## Assigned task
Check every line of the material for the word "probability". Copy those that have it.

[Supplied records]

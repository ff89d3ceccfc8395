//! Agent controllers and the mage's decision loop.
//!
//! A [`Controller`] runs once per fixed tick for the actor it owns. The mage
//! only thinks when its [`ActionGate`] opens, which happens at random with a
//! probability that grows with the time since its last decision.

use crate::actor::{Actor, WALK};
use crate::config::MageConfig;
use crate::error::{PathError, StateError};
use crate::grid::InfluenceGrid;
use crate::input::InputState;
use crate::math::{Vec2, TAU};
use crate::pathfinding::{find_best_node, most_desirable, AStarPathfinder};

/// The mage's single attack action.
pub const ATTACK: &str = "Attack";

/// What a controller asks the world to resolve on its behalf.
#[derive(Clone, Copy, Debug, PartialEq)]
pub enum Intent {
    /// Short-range strike along `direction`.
    Melee { direction: Vec2 },
    /// Ranged spell launched along `direction`.
    Cast { direction: Vec2 },
    Pickup,
}

/// Shared, read-mostly world data handed to every controller.
pub struct TickContext<'a> {
    pub grid: &'a InfluenceGrid,
    pub input: &'a InputState,
    /// Where the actor's target currently stands, if it has one.
    pub target: Option<Vec2>,
    pub rng: &'a mut fastrand::Rng,
    pub dt: f32,
}

/// Drives one actor.
pub trait Controller {
    fn name(&self) -> &'static str;

    /// Update the actor's state for this tick and report any intents.
    fn update(&mut self, actor: &mut Actor, ctx: &mut TickContext<'_>) -> Result<Vec<Intent>, StateError>;
}

/// Randomized decision timer.
///
/// Each poll adds `dt` to the elapsed time and opens with probability
/// `elapsed / interval`; opening resets the elapsed time.
#[derive(Clone, Debug, PartialEq)]
pub struct ActionGate {
    interval: f32,
    elapsed: f32,
}

impl ActionGate {
    pub fn new(interval: f32) -> Self {
        Self {
            interval,
            elapsed: 0.0,
        }
    }

    pub fn elapsed(&self) -> f32 {
        self.elapsed
    }

    pub fn poll(&mut self, dt: f32, rng: &mut fastrand::Rng) -> bool {
        self.elapsed += dt;
        if rng.f32() < self.elapsed / self.interval {
            self.elapsed = 0.0;
            true
        } else {
            false
        }
    }
}

/// Outcome of one mage decision.
#[derive(Clone, Copy, Debug, PartialEq)]
pub enum Decision {
    /// Jumped from far away to `to`, next to the target.
    Teleport { to: Vec2 },
    /// Following a route of `waypoints` towards the target.
    Approach { waypoints: usize },
    /// Walking off in a random direction.
    Wander { heading: Vec2 },
    /// Backing away from a target that came too close.
    Flee { heading: Vec2 },
    /// Following a route of `waypoints` to a better spot near the target.
    Reposition { waypoints: usize },
    Attack { direction: Vec2 },
    /// Wanted to attack but had no mana.
    AttackCancelled,
}

/// Ranged caster that keeps the target inside a comfortable band.
#[derive(Clone, Debug)]
pub struct MageBrain {
    config: MageConfig,
    gate: ActionGate,
    pathfinder: AStarPathfinder,
    target: Option<Vec2>,
    last_target: Option<Vec2>,
    last_position: Option<Vec2>,
}

impl MageBrain {
    pub fn new(config: MageConfig) -> Self {
        let mut pathfinder = AStarPathfinder::new();
        if let Some(limit) = config.max_expansions {
            pathfinder = pathfinder.with_max_expansions(limit);
        }
        Self {
            gate: ActionGate::new(config.action_opportunity),
            config,
            pathfinder,
            target: None,
            last_target: None,
            last_position: None,
        }
    }

    pub fn config(&self) -> &MageConfig {
        &self.config
    }

    /// Record where the target is this tick.
    pub fn observe(&mut self, target: Vec2) {
        self.last_target = self.target.or(Some(target));
        self.target = Some(target);
    }

    /// Target position extrapolated by its last displacement times the overshoot.
    pub fn predicted_target(&self) -> Option<Vec2> {
        let target = self.target?;
        let last = self.last_target.unwrap_or(target);
        Some(target + (target - last) * self.config.overshoot)
    }

    /// Pick and apply a behaviour given the target's current position.
    ///
    /// Clears the actor's action bits and any route it was following before
    /// choosing; the facing is kept.
    pub fn decide(
        &mut self,
        actor: &mut Actor,
        grid: &InfluenceGrid,
        rng: &mut fastrand::Rng,
    ) -> Result<Option<Decision>, StateError> {
        let Some(target) = self.target else {
            return Ok(None);
        };
        let position = actor.position();
        let relative = position - target;
        let distance_sq = relative.length_squared();
        let moved_sq = self
            .last_position
            .map_or(f32::INFINITY, |last| position.distance_squared(last));
        self.last_position = Some(position);

        let facing = actor.facing();
        actor.clear_state();
        actor.set_facing(facing);
        actor.clear_route();

        let c = &self.config;
        let decision = if distance_sq > c.teleport_distance * c.teleport_distance {
            let to = target - relative.normalized() * c.teleport_offset;
            actor.set_position(to);
            self.last_position = Some(to);
            actor.set_facing(target - to);
            actor.set_state(WALK)?;
            log::debug!("mage teleported to ({:.2}, {:.2})", to.x, to.y);
            Decision::Teleport { to }
        } else if distance_sq > c.max_distance * c.max_distance {
            if moved_sq < c.stuck_distance {
                self.wander(actor, rng)?
            } else {
                match self.pathfinder.find_path(grid, position, target) {
                    Ok(route) => {
                        let waypoints = route.len();
                        actor.set_facing(-relative);
                        actor.set_state(WALK)?;
                        actor.set_route(route);
                        Decision::Approach { waypoints }
                    }
                    Err(err) => {
                        log_search_failure(&err);
                        self.wander(actor, rng)?
                    }
                }
            }
        } else if distance_sq < c.min_distance * c.min_distance {
            let heading = if relative.is_zero() {
                Vec2::from_angle(rng.f32() * TAU)
            } else {
                relative.normalized()
            };
            actor.set_facing(heading);
            actor.set_state(WALK)?;
            Decision::Flee { heading }
        } else if rng.f32() > c.aggression {
            self.reposition(actor, grid, target, rng)?
        } else {
            self.attack(actor, position)?
        };

        log::trace!("mage decision: {:?}", decision);
        Ok(Some(decision))
    }

    fn wander(&self, actor: &mut Actor, rng: &mut fastrand::Rng) -> Result<Decision, StateError> {
        let reach = self.config.max_distance;
        let wander = Vec2::new(
            (rng.f32() * 2.0 - 1.0) * reach,
            (rng.f32() * 2.0 - 1.0) * reach,
        );
        if !wander.is_zero() {
            let turn = actor.movement().turn_rate;
            actor.set_facing(wander.normalized().lerp(actor.facing(), turn));
        }
        actor.set_state(WALK)?;
        Ok(Decision::Wander {
            heading: actor.facing(),
        })
    }

    fn reposition(
        &self,
        actor: &mut Actor,
        grid: &InfluenceGrid,
        target: Vec2,
        rng: &mut fastrand::Rng,
    ) -> Result<Decision, StateError> {
        let c = &self.config;
        let band = c.min_distance + rng.f32() * (c.max_distance - c.min_distance);
        let spot = target + Vec2::from_angle(rng.f32() * TAU) * band;

        let route = grid
            .node_at(actor.position())
            .and_then(|start| {
                find_best_node(grid, spot, target, most_desirable, c.search_radius)
                    .map(|goal| (start, goal))
            })
            .map_err(PathError::from)
            .and_then(|(start, goal)| self.pathfinder.find_path_between(grid, start, goal));

        match route {
            Ok(route) if route.is_empty() => self.attack(actor, actor.position()),
            Ok(route) => {
                let waypoints = route.len();
                actor.set_state(WALK)?;
                actor.set_route(route);
                Ok(Decision::Reposition { waypoints })
            }
            Err(err) => {
                log_search_failure(&err);
                self.wander(actor, rng)
            }
        }
    }

    fn attack(&self, actor: &mut Actor, position: Vec2) -> Result<Decision, StateError> {
        let Some(predicted) = self.predicted_target() else {
            return Ok(Decision::AttackCancelled);
        };
        let direction = (predicted - position).normalized();
        actor.set_facing(direction);
        if !actor.mana_mut().try_consume() {
            actor.unset_state(ATTACK)?;
            return Ok(Decision::AttackCancelled);
        }
        actor.set_state(ATTACK)?;
        if let Some(impulse) = self.config.lunge_impulse {
            actor.add_impulse(direction * impulse);
        }
        Ok(Decision::Attack { direction })
    }
}

fn log_search_failure(err: &PathError) {
    match err {
        PathError::NoPath => log::trace!("no route, wandering instead"),
        other => log::debug!("route search failed: {}", other),
    }
}

impl Controller for MageBrain {
    fn name(&self) -> &'static str {
        "mage"
    }

    fn update(&mut self, actor: &mut Actor, ctx: &mut TickContext<'_>) -> Result<Vec<Intent>, StateError> {
        actor.remember_state();
        let Some(target) = ctx.target else {
            return Ok(Vec::new());
        };
        self.observe(target);

        if !self.gate.poll(ctx.dt, ctx.rng) {
            return Ok(Vec::new());
        }
        match self.decide(actor, ctx.grid, ctx.rng)? {
            Some(Decision::Attack { direction }) => Ok(vec![Intent::Cast { direction }]),
            _ => Ok(Vec::new()),
        }
    }
}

[/Supplied records]

## The completed task
//! probability that grows with the time since its last decision.
/// Each poll adds `dt` to the elapsed time and opens with probability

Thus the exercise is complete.